Sócrates: _ Entretanto, é preciso que eles sejam brandos no trato com o povo e ferozes contra os inimigos; caso contrário, não esperarão que outros destruam a cidade-estado: eles mesmos a destruirão!”
EPÍTASE
(Começo a perceber, com Galileu Galilei, que a Terra se move... )
Mas, leitoras e leitores, “Episteme” não está prevalecendo sobre a “Doxa”: espantados, assistimos pela TV que _ após 4 dias de manifestações populares (incluindo incêndios em delegacias e em viaturas policiais) _, na sexta-feira, dia 29 de maio de 2020, foi preso por homicídio nos Estados Unidos da América um policial de Minneapolis (Minnesota) que, na presença de 3 outros policiais e de testemunhas que imploravam que ele se apiedasse, ajoelhara sobre o pescoço de um cidadão jogado no chão (já algemado) e este morreu. Os policiais se mostravam absolutamente indiferentes às súplicas da vítima e das testemunhas.
Pessoas descompensadas deveriam ser controladas, não abatidas. Por tal razão, os comandantes recomendam equilíbrio e polidez a seus comandados e, sobretudo, que evitem qualquer forma de violência desnecessária.
Contraditoriamente, porém, manuais de “Defesa pessoal policial” são elaborados com técnicas extraídas de modalidades de esportes de combate, as quais incluem _ pasme leitor! _ ajoelhar sobre o preso e aplicar socos, pontapés e estrangulamentos e assim tais agentes são treinados. Li alhures que o manual da polícia de Minnesota orienta como comprimir o pescoço do preso com um joelho como opção de “força não-letal”.
A sociedade pode perceber toda uma instituição a partir da brutalidade (ainda que isolada) de um só de seus representantes, a exemplo do que ora ocorre nos EUA. Ao adotar um manual contraditório em relação aos objetivos institucionais para o treinamento de seus subordinados o comandante assume o risco do resultado!
EPÍLOGO
(A Terra gira em torno do Sol)
Como evitar, neste hemisfério, que um policial seja gerador de situações semelhantes àquelas ocorridas nos EUA?
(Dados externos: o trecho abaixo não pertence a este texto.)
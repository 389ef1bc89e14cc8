//! EDGAR `master.idx` listings.
//!
//! Rows look like `CIK|Company Name|Form Type|Date Filed|Filename`. Quarterly
//! files are often concatenated, so header blocks can appear anywhere; only
//! rows naming a `.txt` filing are considered.

use crate::adapters::edgar::EdgarFetcher;
use crate::domain::model::{Cik, FilingReference, FilingType};
use crate::utils::error::Result;
use chrono::{Datelike, NaiveDate};
use std::path::Path;

/// Keeps the rows whose form is one of `filing_types`, in file order.
pub fn parse(text: &str, filing_types: &[FilingType]) -> Vec<FilingReference> {
    let mut references = Vec::new();
    let mut skipped = 0usize;

    for line in text.lines() {
        if !line.contains(".txt") {
            continue;
        }
        match parse_row(line) {
            Some(reference) if filing_types.contains(&reference.filing_type) => {
                references.push(reference)
            }
            Some(_) => {}
            None => skipped += 1,
        }
    }

    if skipped > 0 {
        tracing::debug!("Skipped {} unparseable master index rows", skipped);
    }
    references
}

/// EDGAR serves index files as Latin-1.
fn decode(bytes: &[u8]) -> String {
    bytes.iter().map(|&b| char::from(b)).collect()
}

/// Reads an index file from disk.
pub fn parse_file(path: &Path, filing_types: &[FilingType]) -> Result<Vec<FilingReference>> {
    let bytes = std::fs::read(path)?;
    let references = parse(&decode(&bytes), filing_types);
    tracing::info!(
        "📑 Master index {} lists {} matching filings",
        path.display(),
        references.len()
    );
    Ok(references)
}

/// Every `(year, quarter)` from the starting quarter through the quarter containing `today`.
pub fn quarters(start_year: i32, start_quarter: u32, today: NaiveDate) -> Vec<(i32, u32)> {
    let current = (today.year(), today.month0() / 3 + 1);
    let mut quarters = Vec::new();
    let (mut year, mut quarter) = (start_year, start_quarter.clamp(1, 4));
    while (year, quarter) <= current {
        quarters.push((year, quarter));
        if quarter == 4 {
            year += 1;
            quarter = 1;
        } else {
            quarter += 1;
        }
    }
    quarters
}

/// Downloads the quarterly indexes from `start_year`/`start_quarter` up to
/// `today` through `fetcher`, so index requests share its rate limit.
///
/// The concatenated index is written to `save_to` when given.
pub async fn download(
    fetcher: &EdgarFetcher,
    start_year: i32,
    start_quarter: u32,
    today: NaiveDate,
    save_to: Option<&Path>,
    filing_types: &[FilingType],
) -> Result<Vec<FilingReference>> {
    let mut combined = Vec::new();
    for (year, quarter) in quarters(start_year, start_quarter, today) {
        let url = fetcher.index_url(year, quarter);
        tracing::info!("📑 Downloading master index {} Q{}", year, quarter);
        combined.extend(fetcher.get(&url).await?);
    }

    if let Some(path) = save_to {
        if let Some(dir) = path.parent() {
            tokio::fs::create_dir_all(dir).await?;
        }
        tokio::fs::write(path, &combined).await?;
        tracing::debug!("Saved master index to {}", path.display());
    }

    let references = parse(&decode(&combined), filing_types);
    tracing::info!(
        "📑 Downloaded indexes list {} matching filings",
        references.len()
    );
    Ok(references)
}

fn parse_row(line: &str) -> Option<FilingReference> {
    let fields: Vec<&str> = line.trim().split('|').collect();
    if fields.len() != 5 {
        return None;
    }
    let cik: Cik = fields[0].trim().parse().ok()?;
    let filing_type: FilingType = fields[2].parse().ok()?;
    let filing_date = NaiveDate::parse_from_str(fields[3].trim(), "%Y-%m-%d").ok()?;
    Some(FilingReference::new(
        cik,
        filing_type,
        filing_date,
        fields[4].trim(),
    ))
}

#[cfg(test)]
mod tests {
    use super::*;
    use crate::config::toml_config::SourceConfig;
    use httpmock::prelude::*;
    use std::io::Write;
    use tempfile::{NamedTempFile, TempDir};

    const SAMPLE: &str = "\
Description:           Master Index of EDGAR Dissemination Feed
Last Data Received:    September 30, 2024

CIK|Company Name|Form Type|Date Filed|Filename
--------------------------------------------------------------------------------
1000045|NICHOLAS FINANCIAL INC|SC 13G/A|2024-08-09|edgar/data/1000045/0000950170-24-093911.txt
1000097|KINGDON CAPITAL MANAGEMENT, L.L.C.|13F-HR|2024-08-14|edgar/data/1000097/0001000097-24-000006.txt
1000694|NOVAVAX INC|SC 13D|2024-07-01|edgar/data/1000694/0000093751-24-000650.txt
1000694|NOVAVAX INC|SC 13D|not-a-date|edgar/data/1000694/0000093751-24-000651.txt
";

    #[test]
    fn test_parse_filters_forms() {
        let references = parse(SAMPLE, &FilingType::ALL);
        assert_eq!(references.len(), 2);
        assert_eq!(references[0].cik, Cik::new(1000045));
        assert_eq!(references[0].filing_type, FilingType::Schedule13GAmendment);
        assert_eq!(
            references[1].locator,
            "edgar/data/1000694/0000093751-24-000650.txt"
        );

        let only_13d = parse(SAMPLE, &[FilingType::Schedule13D]);
        assert_eq!(only_13d.len(), 1);
        assert_eq!(only_13d[0].cik, Cik::new(1000694));
    }

    #[test]
    fn test_parse_file_decodes_latin1() {
        let mut temp_file = NamedTempFile::new().unwrap();
        temp_file
            .write_all(b"7|SOCI\xc9T\xc9 G\xc9N\xc9RALE|SC 13G|2020-01-02|edgar/data/7/0001.txt\n")
            .unwrap();

        let references = parse_file(temp_file.path(), &FilingType::ALL).unwrap();
        assert_eq!(references.len(), 1);
        assert_eq!(references[0].filing_type, FilingType::Schedule13G);
    }

    fn date(y: i32, m: u32, d: u32) -> NaiveDate {
        NaiveDate::from_ymd_opt(y, m, d).unwrap()
    }

    #[test]
    fn test_quarters_run_through_current_quarter() {
        assert_eq!(
            quarters(2023, 3, date(2024, 5, 20)),
            vec![(2023, 3), (2023, 4), (2024, 1), (2024, 2)]
        );
        assert_eq!(quarters(2024, 4, date(2024, 12, 31)), vec![(2024, 4)]);
        assert!(quarters(2025, 1, date(2024, 12, 31)).is_empty());
    }

    #[tokio::test]
    async fn test_download_concatenates_quarters() {
        let server = MockServer::start();
        let q3 = server.mock(|when, then| {
            when.method(GET).path("/edgar/full-index/2024/QTR3/master.idx");
            then.status(200).body(
                "CIK|Company Name|Form Type|Date Filed|Filename\n\
                 1000694|NOVAVAX INC|SC 13D|2024-07-01|edgar/data/1000694/0000093751-24-000650.txt\n",
            );
        });
        let q4 = server.mock(|when, then| {
            when.method(GET).path("/edgar/full-index/2024/QTR4/master.idx");
            then.status(200).body(
                "7|ACME|SC 13G|2024-10-02|edgar/data/7/0001.txt\n\
                 8|ACME|10-K|2024-10-03|edgar/data/8/0002.txt\n",
            );
        });

        let fetcher = EdgarFetcher::new(&SourceConfig {
            base_url: server.base_url(),
            user_agent: Some("Test Co test@example.com".to_string()),
            ..SourceConfig::default()
        })
        .unwrap();
        let temp_dir = TempDir::new().unwrap();
        let saved = temp_dir.path().join("index/master.idx");

        let references = download(
            &fetcher,
            2024,
            3,
            date(2024, 11, 1),
            Some(&saved),
            &FilingType::ALL,
        )
        .await
        .unwrap();

        q3.assert();
        q4.assert();
        assert_eq!(references.len(), 2);
        assert_eq!(references[1].cik, Cik::new(7));
        assert_eq!(parse_file(&saved, &FilingType::ALL).unwrap(), references);
    }
}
Bem... em nosso cérebro, bilhões de neurônios interligam-se, quais “caminhos”: caminhos neurais.
A cada nova percepção, estabelecemos ligações neurológicas e criamos um novo caminho neural. Nas próximas vezes que tivermos a mesma percepção, nosso cérebro reacessará aquelas ligações neurológicas e, cada vez que nossos comportamentos se repetirem, serão reforçadas as ligações neurológicas associadas e acessaremos o “caminho” com mais facilidade.
Associação é, portanto, o resultado do estabelecimento de relações neurológicas entre dois ou mais distintos atos mentais, tornando-os neurologicamente semelhantes, através de processos de condicionamento e de reforço (já ensinava Ivan Pavlov, Prêmio Nobel em 1904).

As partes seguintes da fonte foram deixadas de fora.